Brief: Give the count of lines in the records that contain the string "Debug", and write nothing but that number.

Data for review:
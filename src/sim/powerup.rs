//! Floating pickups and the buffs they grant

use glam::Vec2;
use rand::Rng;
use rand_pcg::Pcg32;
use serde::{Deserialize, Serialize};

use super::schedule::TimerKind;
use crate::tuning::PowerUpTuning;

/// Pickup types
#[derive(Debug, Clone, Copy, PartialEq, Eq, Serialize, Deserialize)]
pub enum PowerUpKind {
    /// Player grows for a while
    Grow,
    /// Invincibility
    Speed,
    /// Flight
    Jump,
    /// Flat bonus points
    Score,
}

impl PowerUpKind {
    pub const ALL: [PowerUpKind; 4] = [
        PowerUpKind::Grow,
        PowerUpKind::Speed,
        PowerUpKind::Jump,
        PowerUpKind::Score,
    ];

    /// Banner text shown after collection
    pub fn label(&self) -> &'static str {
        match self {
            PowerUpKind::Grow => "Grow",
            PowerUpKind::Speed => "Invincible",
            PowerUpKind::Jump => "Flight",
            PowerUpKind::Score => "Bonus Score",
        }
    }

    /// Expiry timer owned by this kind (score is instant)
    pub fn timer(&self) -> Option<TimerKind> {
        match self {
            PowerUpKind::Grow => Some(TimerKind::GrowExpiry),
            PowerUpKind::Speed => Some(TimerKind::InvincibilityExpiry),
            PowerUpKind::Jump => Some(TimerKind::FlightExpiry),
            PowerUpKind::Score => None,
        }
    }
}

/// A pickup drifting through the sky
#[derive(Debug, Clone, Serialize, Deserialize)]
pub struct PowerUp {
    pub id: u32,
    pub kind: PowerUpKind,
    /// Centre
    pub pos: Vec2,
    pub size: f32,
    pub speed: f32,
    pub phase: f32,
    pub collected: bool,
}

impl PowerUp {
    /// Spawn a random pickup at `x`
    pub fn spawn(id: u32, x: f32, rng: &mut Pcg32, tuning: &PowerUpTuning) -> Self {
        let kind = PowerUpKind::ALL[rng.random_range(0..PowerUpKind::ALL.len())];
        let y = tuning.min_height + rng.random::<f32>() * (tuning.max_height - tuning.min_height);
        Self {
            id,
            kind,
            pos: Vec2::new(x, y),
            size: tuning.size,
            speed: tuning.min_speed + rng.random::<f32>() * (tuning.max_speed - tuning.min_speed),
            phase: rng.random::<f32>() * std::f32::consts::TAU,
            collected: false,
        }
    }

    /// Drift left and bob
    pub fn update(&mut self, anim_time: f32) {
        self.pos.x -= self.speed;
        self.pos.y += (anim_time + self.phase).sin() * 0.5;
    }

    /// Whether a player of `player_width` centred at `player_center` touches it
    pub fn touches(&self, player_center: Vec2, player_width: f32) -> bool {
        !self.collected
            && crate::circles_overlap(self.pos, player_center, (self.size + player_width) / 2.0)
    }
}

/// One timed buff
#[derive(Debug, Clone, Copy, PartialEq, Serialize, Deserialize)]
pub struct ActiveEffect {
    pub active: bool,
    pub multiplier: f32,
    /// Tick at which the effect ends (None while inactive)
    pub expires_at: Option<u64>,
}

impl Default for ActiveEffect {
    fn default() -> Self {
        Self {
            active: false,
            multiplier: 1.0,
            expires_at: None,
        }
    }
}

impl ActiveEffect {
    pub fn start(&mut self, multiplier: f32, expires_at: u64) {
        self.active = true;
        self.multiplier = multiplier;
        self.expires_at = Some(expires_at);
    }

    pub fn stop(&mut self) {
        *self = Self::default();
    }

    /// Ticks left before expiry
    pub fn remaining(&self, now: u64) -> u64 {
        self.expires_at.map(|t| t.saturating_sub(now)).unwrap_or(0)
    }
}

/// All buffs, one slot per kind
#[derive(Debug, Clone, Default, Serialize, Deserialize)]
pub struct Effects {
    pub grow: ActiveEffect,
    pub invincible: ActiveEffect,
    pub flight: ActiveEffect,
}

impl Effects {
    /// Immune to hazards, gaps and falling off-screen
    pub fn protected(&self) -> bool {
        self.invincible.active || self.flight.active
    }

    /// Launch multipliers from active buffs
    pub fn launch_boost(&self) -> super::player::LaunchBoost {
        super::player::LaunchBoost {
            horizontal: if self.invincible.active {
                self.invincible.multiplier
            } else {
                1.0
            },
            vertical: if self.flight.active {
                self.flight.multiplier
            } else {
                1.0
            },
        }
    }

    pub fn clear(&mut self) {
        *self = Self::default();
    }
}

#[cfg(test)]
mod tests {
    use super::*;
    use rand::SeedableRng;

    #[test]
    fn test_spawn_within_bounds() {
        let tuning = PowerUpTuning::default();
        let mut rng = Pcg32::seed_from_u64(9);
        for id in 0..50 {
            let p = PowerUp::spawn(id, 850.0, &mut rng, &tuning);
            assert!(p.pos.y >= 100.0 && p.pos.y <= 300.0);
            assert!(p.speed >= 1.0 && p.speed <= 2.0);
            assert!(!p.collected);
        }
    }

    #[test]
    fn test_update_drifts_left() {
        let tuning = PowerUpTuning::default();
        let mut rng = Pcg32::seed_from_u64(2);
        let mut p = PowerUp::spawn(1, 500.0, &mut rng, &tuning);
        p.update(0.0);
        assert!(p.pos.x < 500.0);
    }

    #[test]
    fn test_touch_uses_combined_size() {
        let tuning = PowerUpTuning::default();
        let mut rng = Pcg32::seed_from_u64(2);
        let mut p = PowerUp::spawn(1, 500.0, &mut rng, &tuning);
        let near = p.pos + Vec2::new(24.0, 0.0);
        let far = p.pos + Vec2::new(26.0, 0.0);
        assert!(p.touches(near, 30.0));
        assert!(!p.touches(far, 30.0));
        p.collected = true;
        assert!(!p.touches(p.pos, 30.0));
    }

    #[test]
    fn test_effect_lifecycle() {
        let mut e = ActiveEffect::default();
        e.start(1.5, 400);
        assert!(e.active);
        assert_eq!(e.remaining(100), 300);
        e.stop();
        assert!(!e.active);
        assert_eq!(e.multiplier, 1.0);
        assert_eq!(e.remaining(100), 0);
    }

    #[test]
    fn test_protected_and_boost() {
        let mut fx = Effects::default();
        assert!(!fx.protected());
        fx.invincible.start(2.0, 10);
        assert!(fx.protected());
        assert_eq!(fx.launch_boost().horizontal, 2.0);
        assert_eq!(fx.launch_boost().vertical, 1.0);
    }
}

The completed task: 4